Please retype exactly, and with nothing added, the lines of the material from the one with "pub fn new(pool: DbPool, config: ServerConfig)" through the final one.

##### RECORDS FOR THIS EXERCISE

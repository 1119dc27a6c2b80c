//! Component catalog records as the engine consumes them.
//!
//! Only identity, display name and the performance signal (tier or
//! intensity flags) are carried; pricing and engineering fields stay in the
//! store.

use serde::{Deserialize, Serialize};

use crate::benchmark::BenchmarkSample;
use crate::types::CatalogId;
use crate::workload::WorkloadOption;

/// The two hardware axes the scoring model consumes.
#[derive(Debug, Clone, Copy, PartialEq, Eq, Hash, Serialize, Deserialize)]
#[serde(rename_all = "lowercase")]
pub enum HardwareKind {
    Gpu,
    Cpu,
}

impl HardwareKind {
    pub fn as_str(self) -> &'static str {
        match self {
            Self::Gpu => "gpu",
            Self::Cpu => "cpu",
        }
    }
}

/// Catalog entities that can be inspected with their recent benchmarks.
#[derive(Debug, Clone, Copy, PartialEq, Eq, Hash, Serialize, Deserialize)]
#[serde(rename_all = "lowercase")]
pub enum ComponentKind {
    Gpu,
    Cpu,
    Game,
    Ram,
}

impl ComponentKind {
    pub const ALL: [Self; 4] = [Self::Gpu, Self::Cpu, Self::Game, Self::Ram];

    pub fn parse(s: &str) -> Option<Self> {
        match s.trim().to_ascii_lowercase().as_str() {
            "gpu" => Some(Self::Gpu),
            "cpu" => Some(Self::Cpu),
            "game" => Some(Self::Game),
            "ram" => Some(Self::Ram),
            _ => None,
        }
    }

    pub fn as_str(self) -> &'static str {
        match self {
            Self::Gpu => "gpu",
            Self::Cpu => "cpu",
            Self::Game => "game",
            Self::Ram => "ram",
        }
    }
}

/// A GPU or CPU: identity, display name and tier.
///
/// `tier` is kept as the stored string so that unrecognised tiers still
/// resolve (they score the default).
#[derive(Debug, Clone, PartialEq, Eq, Serialize, Deserialize)]
pub struct ComponentRef {
    pub id: CatalogId,
    pub name: String,
    pub tier: String,
}

/// A game title with its workload intensity flags.
#[derive(Debug, Clone, PartialEq, Eq, Serialize, Deserialize)]
#[serde(rename_all = "camelCase")]
pub struct GameProfile {
    pub id: CatalogId,
    pub name: String,
    pub genre: String,
    pub gpu_intensive: bool,
    pub cpu_intensive: bool,
    /// Descriptive only; the scoring model ignores it.
    pub ray_tracing_support: bool,
}

impl GameProfile {
    pub fn summary(&self) -> GameSummary {
        GameSummary {
            id: self.id.clone(),
            name: self.name.clone(),
            genre: self.genre.clone(),
        }
    }
}

/// Display identity of a game, echoed in estimate results.
#[derive(Debug, Clone, PartialEq, Eq, Serialize)]
pub struct GameSummary {
    pub id: CatalogId,
    pub name: String,
    pub genre: String,
}

/// A memory kit. Descriptive only; never an engine input.
#[derive(Debug, Clone, PartialEq, Eq, Serialize, Deserialize)]
#[serde(rename_all = "camelCase")]
pub struct RamKit {
    pub id: CatalogId,
    pub size_gb: i32,
    pub speed_mhz: i32,
    pub memory_type: String,
    pub brand: String,
}

/// Everything a client needs to populate its selection form.
#[derive(Debug, Clone, Serialize)]
pub struct CatalogListing {
    pub gpus: Vec<ComponentRef>,
    pub cpus: Vec<ComponentRef>,
    pub games: Vec<GameProfile>,
    pub rams: Vec<RamKit>,
    pub resolutions: Vec<WorkloadOption>,
    pub presets: Vec<WorkloadOption>,
}

/// A catalog record of either shape.
#[derive(Debug, Clone, Serialize)]
#[serde(untagged)]
pub enum CatalogEntry {
    Hardware(ComponentRef),
    Game(GameProfile),
    Ram(RamKit),
}

/// A catalog record with the most recent benchmark samples involving it.
#[derive(Debug, Clone, Serialize)]
#[serde(rename_all = "camelCase")]
pub struct ComponentDetails {
    pub kind: ComponentKind,
    pub component: CatalogEntry,
    pub recent_benchmarks: Vec<BenchmarkSample>,
}
use std::sync::Arc;

use framerate_core::engine::FpsEngine;
use framerate_core::memory::InMemoryStore;
use framerate_core::store::{BenchmarkStore, ComponentCatalog};
use framerate_db::{DbPool, PgBenchmarkStore, PgCatalog};

use crate::config::ServerConfig;

/// The engine over whichever store the server was configured with.
pub type Engine = FpsEngine<Arc<dyn ComponentCatalog>, Arc<dyn BenchmarkStore>>;

/// Shared application state available to all Axum handlers via `State<AppState>`.
#[derive(Clone)]
pub struct AppState {
    /// Present when the engine is backed by PostgreSQL.
    pub pool: Option<DbPool>,
    pub config: Arc<ServerConfig>,
    pub engine: Arc<Engine>,
}

impl AppState {
    /// State over the PostgreSQL catalog and benchmark store.
    pub fn new(pool: DbPool, config: ServerConfig) -> Self {
        let catalog: Arc<dyn ComponentCatalog> = Arc::new(PgCatalog::new(pool.clone()));
        let store: Arc<dyn BenchmarkStore> = Arc::new(PgBenchmarkStore::new(pool.clone()));
        Self {
            pool: Some(pool),
            config: Arc::new(config),
            engine: Arc::new(FpsEngine::new(catalog, store)),
        }
    }

    /// State over the in-process reference catalog and sample benchmarks.
    pub fn in_memory(config: ServerConfig) -> Self {
        let memory = Arc::new(InMemoryStore::reference());
        let catalog: Arc<dyn ComponentCatalog> = memory.clone();
        let store: Arc<dyn BenchmarkStore> = memory;
        Self {
            pool: None,
            config: Arc::new(config),
            engine: Arc::new(FpsEngine::new(catalog, store)),
        }
    }

    /// Name of the backing store, as reported by `/health`.
    pub fn store_name(&self) -> &'static str {
        if self.pool.is_some() {
            "postgres"
        } else {
            "memory"
        }
    }
}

##########

> _ANSWER BELOW_
    pub fn new(pool: DbPool, config: ServerConfig) -> Self {
        let catalog: Arc<dyn ComponentCatalog> = Arc::new(PgCatalog::new(pool.clone()));
        let store: Arc<dyn BenchmarkStore> = Arc::new(PgBenchmarkStore::new(pool.clone()));
        Self {
            pool: Some(pool),
            config: Arc::new(config),
            engine: Arc::new(FpsEngine::new(catalog, store)),
        }
    }

    /// State over the in-process reference catalog and sample benchmarks.
    pub fn in_memory(config: ServerConfig) -> Self {
        let memory = Arc::new(InMemoryStore::reference());
        let catalog: Arc<dyn ComponentCatalog> = memory.clone();
        let store: Arc<dyn BenchmarkStore> = memory;
        Self {
            pool: None,
            config: Arc::new(config),
            engine: Arc::new(FpsEngine::new(catalog, store)),
        }
    }

    /// Name of the backing store, as reported by `/health`.
    pub fn store_name(&self) -> &'static str {
        if self.pool.is_some() {
            "postgres"
        } else {
            "memory"
        }
    }
}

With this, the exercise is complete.